Seoul (South Korea), March 22: President-elect Yoon Suk-yeol said Tuesday that North Korea's recent artillery firing was a violation of an inter-Korean military tension reduction agreement.
Yoon made the remark during a meeting with members of his transition team, two days after South Korea's military said North Korea fired four shots from multiple rocket launchers into the Yellow Sea.
"Isn't it a violation of the Sept. 19 (agreement)?" he said. "It's a clear violation."
Yoon was referring to a deal signed by the two Koreas following an inter-Korean summit in 2018 under which they agreed to halt all hostile activity that could lead to military tensions.
"(The firing) was the 11th this year, but wasn't it the first involving a multiple rocket launcher?" he added. "I ask you to manage the current security situation seamlessly."
Yoon was elected on March 9 after taking a hard-line stance on North Korea and security issues.
He has suggested the need to preemptively strike North Korea in the event of an imminent threat and pledged to deploy additional units of the U.S. THAAD antimissile system in South Korea.

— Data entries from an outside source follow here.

use serde::{Deserialize, Serialize};
use std::net::IpAddr;
use std::path::PathBuf;

use crate::collaborator::ExportTarget;
use crate::confirmation::ConfirmationConfig;
use crate::pipeline::PipelineConfig;
use crate::scheduler::SchedulerConfig;

/// Root configuration
#[derive(Debug, Clone, Default, Deserialize, Serialize)]
pub struct Config {
    #[serde(default)]
    pub server: ServerConfig,
    #[serde(default)]
    pub database: DatabaseConfig,
    #[serde(default)]
    pub scheduler: SchedulerConfig,
    #[serde(default)]
    pub confirmation: ConfirmationConfig,
    #[serde(default)]
    pub pipeline: PipelineConfig,
    #[serde(default)]
    pub fetcher: FetcherConfig,
    #[serde(default)]
    pub transcriber: TranscriberConfig,
    #[serde(default)]
    pub images: ImagesConfig,
    #[serde(default)]
    pub llm: LlmConfig,
    #[serde(default)]
    pub gemini: GeminiConfig,
    #[serde(default)]
    pub export: ExportConfig,
}

/// Server configuration
#[derive(Debug, Clone, Deserialize, Serialize)]
pub struct ServerConfig {
    #[serde(default = "default_host")]
    pub host: IpAddr,
    #[serde(default = "default_port")]
    pub port: u16,
}

impl Default for ServerConfig {
    fn default() -> Self {
        Self {
            host: default_host(),
            port: default_port(),
        }
    }
}

fn default_host() -> IpAddr {
    IpAddr::from([0, 0, 0, 0])
}

fn default_port() -> u16 {
    5006
}

/// Database configuration.
/// Job, history and pending-upload stores all live in this file.
#[derive(Debug, Clone, Deserialize, Serialize)]
pub struct DatabaseConfig {
    #[serde(default = "default_db_path")]
    pub path: PathBuf,
}

impl Default for DatabaseConfig {
    fn default() -> Self {
        Self {
            path: default_db_path(),
        }
    }
}

fn default_db_path() -> PathBuf {
    PathBuf::from("social_recipes.db")
}

/// yt-dlp video fetcher configuration
#[derive(Debug, Clone, Deserialize, Serialize)]
pub struct FetcherConfig {
    #[serde(default = "default_yt_dlp_path")]
    pub yt_dlp_path: PathBuf,
    /// Download timeout in seconds (default: 600)
    #[serde(default = "default_fetch_timeout")]
    pub timeout_secs: u64,
}

impl Default for FetcherConfig {
    fn default() -> Self {
        Self {
            yt_dlp_path: default_yt_dlp_path(),
            timeout_secs: default_fetch_timeout(),
        }
    }
}

fn default_yt_dlp_path() -> PathBuf {
    PathBuf::from("yt-dlp")
}

fn default_fetch_timeout() -> u64 {
    600
}

/// Whisper transcriber configuration
#[derive(Debug, Clone, Deserialize, Serialize)]
pub struct TranscriberConfig {
    #[serde(default = "default_whisper_path")]
    pub whisper_path: PathBuf,
    /// Whisper model name (tiny, base, small, medium, large)
    #[serde(default = "default_whisper_model")]
    pub model: String,
    /// Transcription timeout in seconds (default: 1800)
    #[serde(default = "default_transcribe_timeout")]
    pub timeout_secs: u64,
}

impl Default for TranscriberConfig {
    fn default() -> Self {
        Self {
            whisper_path: default_whisper_path(),
            model: default_whisper_model(),
            timeout_secs: default_transcribe_timeout(),
        }
    }
}

fn default_whisper_path() -> PathBuf {
    PathBuf::from("whisper")
}

fn default_whisper_model() -> String {
    "small".to_string()
}

fn default_transcribe_timeout() -> u64 {
    1800
}

/// Dish image extraction configuration
#[derive(Debug, Clone, Deserialize, Serialize)]
pub struct ImagesConfig {
    #[serde(default = "default_ffmpeg_path")]
    pub ffmpeg_path: PathBuf,
    #[serde(default = "default_ffprobe_path")]
    pub ffprobe_path: PathBuf,
    /// Frames sampled as dish image candidates (default: 12)
    #[serde(default = "default_candidate_count")]
    pub candidate_count: usize,
    /// Vision model that picks the dish photo among the frames
    #[serde(default)]
    pub selector: ImageSelectorKind,
    /// Sharpen the chosen frame (default: true)
    #[serde(default = "default_true")]
    pub enhance: bool,
}

impl Default for ImagesConfig {
    fn default() -> Self {
        Self {
            ffmpeg_path: default_ffmpeg_path(),
            ffprobe_path: default_ffprobe_path(),
            candidate_count: default_candidate_count(),
            selector: ImageSelectorKind::default(),
            enhance: true,
        }
    }
}

/// Provider of the dish frame choice.
#[derive(Debug, Clone, Copy, Default, PartialEq, Eq, Deserialize, Serialize)]
#[serde(rename_all = "lowercase")]
pub enum ImageSelectorKind {
    /// Always the last sampled frame.
    None,
    /// The `[llm]` endpoint, which must accept images.
    #[default]
    OpenAi,
    /// Google Gemini, configured in `[gemini]`.
    Gemini,
}

fn default_ffmpeg_path() -> PathBuf {
    PathBuf::from("ffmpeg")
}

fn default_ffprobe_path() -> PathBuf {
    PathBuf::from("ffprobe")
}

fn default_candidate_count() -> usize {
    12
}

fn default_true() -> bool {
    true
}

/// Recipe generation (OpenAI-compatible chat completions API)
#[derive(Debug, Clone, Deserialize, Serialize)]
pub struct LlmConfig {
    #[serde(default = "default_llm_base_url")]
    pub base_url: String,
    /// API key. Usually supplied as RECIPES_LLM__API_KEY.
    #[serde(default)]
    pub api_key: String,
    #[serde(default = "default_llm_model")]
    pub model: String,
    /// Attempts before giving up on malformed output (default: 3)
    #[serde(default = "default_max_attempts")]
    pub max_attempts: u32,
    /// Language the recipe is written in. Defaults to the video's language.
    #[serde(default)]
    pub recipe_language: Option<String>,
    /// Request timeout in seconds (default: 120)
    #[serde(default = "default_llm_timeout")]
    pub timeout_secs: u64,
    /// Estimate servings and nutrition when the recipe lacks them (default: true)
    #[serde(default = "default_true")]
    pub enrich_nutrition: bool,
}

impl Default for LlmConfig {
    fn default() -> Self {
        Self {
            base_url: default_llm_base_url(),
            api_key: String::new(),
            model: default_llm_model(),
            max_attempts: default_max_attempts(),
            recipe_language: None,
            timeout_secs: default_llm_timeout(),
            enrich_nutrition: true,
        }
    }
}

fn default_llm_base_url() -> String {
    "https://api.openai.com/v1".to_string()
}

fn default_llm_model() -> String {
    "gpt-4o-mini".to_string()
}

fn default_max_attempts() -> u32 {
    3
}

fn default_llm_timeout() -> u64 {
    120
}

/// Google Gemini API, used for dish frame selection
#[derive(Debug, Clone, Deserialize, Serialize)]
pub struct GeminiConfig {
    #[serde(default = "default_gemini_base_url")]
    pub base_url: String,
    /// API key. Usually supplied as RECIPES_GEMINI__API_KEY.
    #[serde(default)]
    pub api_key: String,
    #[serde(default = "default_gemini_model")]
    pub model: String,
    #[serde(default = "default_llm_timeout")]
    pub timeout_secs: u64,
}

impl Default for GeminiConfig {
    fn default() -> Self {
        Self {
            base_url: default_gemini_base_url(),
            api_key: String::new(),
            model: default_gemini_model(),
            timeout_secs: default_llm_timeout(),
        }
    }
}

fn default_gemini_base_url() -> String {
    "https://generativelanguage.googleapis.com/v1beta".to_string()
}

fn default_gemini_model() -> String {
    "gemini-2.0-flash".to_string()
}

/// Recipe manager upload configuration
#[derive(Debug, Clone, Deserialize, Serialize)]
pub struct ExportConfig {
    /// Targets to upload to, in order
    #[serde(default = "default_targets")]
    pub targets: Vec<ExportTarget>,
    #[serde(default)]
    pub tandoor: Option<RecipeManagerConfig>,
    #[serde(default)]
    pub mealie: Option<RecipeManagerConfig>,
}

impl ExportConfig {
    /// Connection settings for a target, if configured.
    pub fn target_config(&self, target: ExportTarget) -> Option<&RecipeManagerConfig> {
        match target {
            ExportTarget::Tandoor => self.tandoor.as_ref(),
            ExportTarget::Mealie => self.mealie.as_ref(),
        }
    }
}

impl Default for ExportConfig {
    fn default() -> Self {
        Self {
            targets: default_targets(),
            tandoor: None,
            mealie: None,
        }
    }
}

fn default_targets() -> Vec<ExportTarget> {
    vec![ExportTarget::Tandoor]
}

/// Connection to one recipe manager instance
#[derive(Debug, Clone, Deserialize, Serialize)]
pub struct RecipeManagerConfig {
    /// Base URL (e.g., "http://localhost:8080")
    pub host: String,
    /// API token
    pub api_key: String,
    /// Request timeout in seconds (default: 120)
    #[serde(default = "default_export_timeout")]
    pub timeout_secs: u64,
}

fn default_export_timeout() -> u64 {
    120
}

/// Sanitized config for API responses (secrets redacted)
#[derive(Debug, Clone, Serialize)]
pub struct SanitizedConfig {
    pub server: ServerConfig,
    pub database: DatabaseConfig,
    pub scheduler: SchedulerConfig,
    pub confirmation: ConfirmationConfig,
    pub pipeline: PipelineConfig,
    pub images: ImagesConfig,
    pub llm: SanitizedLlmConfig,
    pub gemini: SanitizedGeminiConfig,
    pub export: SanitizedExportConfig,
}

/// Sanitized LLM config (API key hidden)
#[derive(Debug, Clone, Serialize)]
pub struct SanitizedLlmConfig {
    pub base_url: String,
    pub model: String,
    pub max_attempts: u32,
    pub enrich_nutrition: bool,
    pub api_key_configured: bool,
}

#[derive(Debug, Clone, Serialize)]
pub struct SanitizedGeminiConfig {
    pub base_url: String,
    pub model: String,
    pub api_key_configured: bool,
}

#[derive(Debug, Clone, Serialize)]
pub struct SanitizedExportConfig {
    pub targets: Vec<ExportTarget>,
    #[serde(skip_serializing_if = "Option::is_none")]
    pub tandoor: Option<SanitizedRecipeManagerConfig>,
    #[serde(skip_serializing_if = "Option::is_none")]
    pub mealie: Option<SanitizedRecipeManagerConfig>,
}

/// Sanitized recipe manager config (API key hidden)
#[derive(Debug, Clone, Serialize)]
pub struct SanitizedRecipeManagerConfig {
    pub host: String,
    pub api_key_configured: bool,
    pub timeout_secs: u64,
}

impl From<&RecipeManagerConfig> for SanitizedRecipeManagerConfig {
    fn from(config: &RecipeManagerConfig) -> Self {
        Self {
            host: config.host.clone(),
            api_key_configured: !config.api_key.is_empty(),
            timeout_secs: config.timeout_secs,
        }
    }
}

impl From<&Config> for SanitizedConfig {
    fn from(config: &Config) -> Self {
        Self {
            server: config.server.clone(),
            database: config.database.clone(),
            scheduler: config.scheduler.clone(),
            confirmation: config.confirmation.clone(),
            pipeline: config.pipeline.clone(),
            images: config.images.clone(),
            llm: SanitizedLlmConfig {
                base_url: config.llm.base_url.clone(),
                model: config.llm.model.clone(),
                max_attempts: config.llm.max_attempts,
                enrich_nutrition: config.llm.enrich_nutrition,
                api_key_configured: !config.llm.api_key.is_empty(),
            },
            gemini: SanitizedGeminiConfig {
                base_url: config.gemini.base_url.clone(),
                model: config.gemini.model.clone(),
                api_key_configured: !config.gemini.api_key.is_empty(),
            },
            export: SanitizedExportConfig {
                targets: config.export.targets.clone(),
                tandoor: config.export.tandoor.as_ref().map(Into::into),
                mealie: config.export.mealie.as_ref().map(Into::into),
            },
        }
    }
}

#[cfg(test)]
mod tests {
    use super::*;

    #[test]
    fn test_deserialize_empty_config_uses_defaults() {
        let config: Config = toml::from_str("").unwrap();
        assert_eq!(config.server.port, 5006);
        assert_eq!(config.server.host.to_string(), "0.0.0.0");
        assert_eq!(config.database.path.to_str().unwrap(), "social_recipes.db");
        assert_eq!(config.scheduler.max_concurrent_jobs, 3);
        assert!(!config.confirmation.enabled);
        assert_eq!(config.confirmation.timeout_secs, 300);
        assert_eq!(config.pipeline.language, "he");
        assert_eq!(config.transcriber.model, "small");
        assert_eq!(config.images.candidate_count, 12);
        assert_eq!(config.images.selector, ImageSelectorKind::OpenAi);
        assert!(config.images.enhance);
        assert_eq!(config.gemini.model, "gemini-2.0-flash");
        assert_eq!(config.llm.max_attempts, 3);
        assert!(config.llm.enrich_nutrition);
        assert_eq!(config.export.targets, vec![ExportTarget::Tandoor]);
    }

    #[test]
    fn test_deserialize_export_targets() {
        let toml = r#"
[export]
targets = ["tandoor", "mealie"]

[export.mealie]
host = "http://mealie.local:9000"
api_key = "mealie-token"
"#;
        let config: Config = toml::from_str(toml).unwrap();
        assert_eq!(
            config.export.targets,
            vec![ExportTarget::Tandoor, ExportTarget::Mealie]
        );
        assert!(config.export.target_config(ExportTarget::Tandoor).is_none());

        let mealie = config.export.target_config(ExportTarget::Mealie).unwrap();
        assert_eq!(mealie.host, "http://mealie.local:9000");
        assert_eq!(mealie.timeout_secs, 120); // default
    }

    #[test]
    fn test_deserialize_gemini_selector() {
        let toml = r#"
[images]
selector = "gemini"
enhance = false

[gemini]
api_key = "g-key"
model = "gemini-2.5-flash"
"#;
        let config: Config = toml::from_str(toml).unwrap();
        assert_eq!(config.images.selector, ImageSelectorKind::Gemini);
        assert!(!config.images.enhance);
        assert_eq!(config.gemini.model, "gemini-2.5-flash");
        assert_eq!(
            config.gemini.base_url,
            "https://generativelanguage.googleapis.com/v1beta"
        );
    }

    #[test]
    fn test_deserialize_unknown_target_fails() {
        let toml = r#"
[export]
targets = ["paprika"]
"#;
        let result: Result<Config, _> = toml::from_str(toml);
        assert!(result.is_err());
    }

    #[test]
    fn test_sanitized_config_hides_keys() {
        let mut config = Config::default();
        config.llm.api_key = "sk-secret".to_string();
        config.gemini.api_key = "gemini-secret".to_string();
        config.export.tandoor = Some(RecipeManagerConfig {
            host: "http://tandoor.local".to_string(),
            api_key: "tandoor-secret".to_string(),
            timeout_secs: 60,
        });

        let sanitized = SanitizedConfig::from(&config);
        assert!(sanitized.llm.api_key_configured);
        let tandoor = sanitized.export.tandoor.as_ref().unwrap();
        assert!(tandoor.api_key_configured);
        assert_eq!(tandoor.timeout_secs, 60);

        let json = serde_json::to_string(&sanitized).unwrap();
        assert!(!json.contains("sk-secret"));
        assert!(!json.contains("tandoor-secret"));
        assert!(!json.contains("gemini-secret"));
        assert!(sanitized.gemini.api_key_configured);
    }
}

Yoon also instructed the transition team to quickly come up with measures to rescue small merchants and self-employed people from financial difficulties caused by the COVID-19 pandemic.
He said he will request this year's second supplementary budget aimed at providing COVID-19 relief.
The president-elect called on the team to prepare a scientific antivirus regime to put into effect immediately after the launch of his administration, noting that the spread of COVID-19 has not reached its peak.
Yoon also instructed the officials to thoroughly review the effects of the Ukraine crisis on the economy and supply chains, and come up with action plans for both the current and next administrations.
Yoon spoke further about ways to grow the economy, such as through policies to improve productivity of industries and matching policies for education and labor reform.
He also cautioned against accepting "ultra-low growth" as the basis of the economy.
"I believe it will be very difficult to resolve issues of polarization without rapid growth," he said. "I think this is the most important issue."